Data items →
------------------------------------------------------------------------
//! CLI argument definitions and shared statics.

use clap::{ArgAction, Parser, Subcommand, ValueEnum};
use std::path::PathBuf;
use std::sync::OnceLock;

pub static FILE_GUARD: OnceLock<tracing_appender::non_blocking::WorkerGuard> = OnceLock::new();
/// Whether the user asked for JSON output (controls structured error output).
pub static JSON_MODE: OnceLock<bool> = OnceLock::new();

#[derive(Parser, Debug)]
#[command(name = "magi", version, about = "MAGI instrument CLI")]
pub struct Cli {
    /// Path to config TOML; built-in instrument defaults when omitted
    #[arg(long, value_name = "FILE")]
    pub config: Option<PathBuf>,

    /// Log and report as JSON lines instead of pretty text
    #[arg(long, action = ArgAction::SetTrue)]
    pub json: bool,

    /// Console log level (error|warn|info|debug|trace); RUST_LOG wins when set
    #[arg(long = "log-level", value_name = "LEVEL")]
    pub log_level: Option<String>,

    /// Command to execute
    #[command(subcommand)]
    pub cmd: Commands,
}

/// Memory locking mode for real-time operation.
#[derive(Copy, Clone, Debug, Eq, PartialEq, ValueEnum)]
pub enum RtLock {
    /// Do not lock memory
    None,
    /// Lock currently resident pages
    Current,
    /// Lock current and future pages
    All,
}

impl RtLock {
    #[inline]
    pub fn os_default() -> Self {
        if cfg!(target_os = "linux") {
            RtLock::Current
        } else {
            RtLock::None
        }
    }
}

/// Real-time knobs shared by the long-running commands.
#[derive(clap::Args, Debug, Clone, Copy)]
pub struct RtArgs {
    /// Enable real-time mode (SCHED_FIFO, affinity, mlockall)
    #[arg(
        long,
        action = ArgAction::SetTrue,
        long_help = "Enable real-time mode on supported OSes.\n\nLinux: attempts SCHED_FIFO priority, pins the process to one CPU and locks its memory with mlockall, so the heater loop keeps its 50 ms period under load. Needs CAP_SYS_NICE/CAP_IPC_LOCK or root.\n\nOther OSes: only memory locking is attempted."
    )]
    pub rt: bool,
    /// SCHED_FIFO priority (Linux only); defaults to the system maximum
    #[arg(long, value_name = "PRIO")]
    pub rt_prio: Option<i32>,
    /// Memory locking mode for --rt: none, current, or all
    #[arg(long, value_enum, value_name = "MODE")]
    pub rt_lock: Option<RtLock>,
    /// CPU index to pin to (Linux only); defaults to 0
    #[arg(long, value_name = "CPU")]
    pub rt_cpu: Option<usize>,
}

#[derive(Subcommand, Debug)]
pub enum Commands {
    /// Hold the chip at a temperature for a while, printing it once per second
    Run {
        /// Desired temperature, °C (defaults to control.setpoint_c)
        #[arg(long, value_name = "CELSIUS")]
        setpoint: Option<f64>,
        /// How long to run before switching the heater off
        #[arg(long, value_name = "SECONDS", default_value_t = 60)]
        duration_s: u64,
        #[command(flatten)]
        rt: RtArgs,
    },
    /// Filter a raw assay file and report per-well time-to-positive
    Analyze {
        /// Raw CSV written by an assay (`timestamp,v1,..,vN` rows)
        #[arg(long, value_name = "FILE")]
        file: PathBuf,
        /// Assay card JSON describing the well grid
        #[arg(long, value_name = "FILE")]
        card: PathBuf,
        /// Low-pass aggressiveness (>= 1); overrides analysis.filter_factor
        #[arg(long, value_name = "F")]
        filter_factor: Option<f64>,
        /// Warm-up minutes to discard; overrides analysis.cut_time_min
        #[arg(long, value_name = "MINUTES")]
        cut_time: Option<f64>,
        /// Noise gate on the raw maximum; overrides analysis.threshold
        #[arg(long, value_name = "LEVEL")]
        threshold: Option<f64>,
    },
    /// Execute one `[action, data]` JSON request per stdin line
    Serve {
        #[command(flatten)]
        rt: RtArgs,
    },
    /// Validate the config and take one temperature reading
    SelfCheck,
}
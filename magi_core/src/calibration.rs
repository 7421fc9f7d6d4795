//! Sensor calibration: differential ADC counts to °C.

/// Degree-5 fit of the chip's thermistor bridge, ascending powers.
pub const DEFAULT_COEFFS: [f64; 6] = magi_config::DEFAULT_CALIBRATION;

/// Polynomial calibration `a0 + a1·d + … + a5·d⁵`.
#[derive(Debug, Clone, Copy, PartialEq)]
pub struct Calibration {
    /// Ascending powers: `coeffs[k]` multiplies `d^k`.
    pub coeffs: [f64; 6],
}

impl Default for Calibration {
    fn default() -> Self {
        Self {
            coeffs: DEFAULT_COEFFS,
        }
    }
}

impl Calibration {
    pub fn new(coeffs: [f64; 6]) -> Self {
        Self { coeffs }
    }

    /// Temperature in °C for a differential reading in ADC counts.
    #[inline]
    pub fn to_celsius(&self, diff_counts: f64) -> f64 {
        self.coeffs
            .iter()
            .rev()
            .fold(0.0, |acc, &a| acc.mul_add(diff_counts, a))
    }
}

/// Calibrate with the instrument's fitted coefficients.
#[inline]
pub fn calibrate(diff_counts: f64) -> f64 {
    Calibration::default().to_celsius(diff_counts)
}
------------------------------------------------------------------------
What the task requires → Please report every line of the records above that contains the word "analysis".

Result →
        /// Low-pass aggressiveness (>= 1); overrides analysis.filter_factor
        /// Warm-up minutes to discard; overrides analysis.cut_time_min
        /// Noise gate on the raw maximum; overrides analysis.threshold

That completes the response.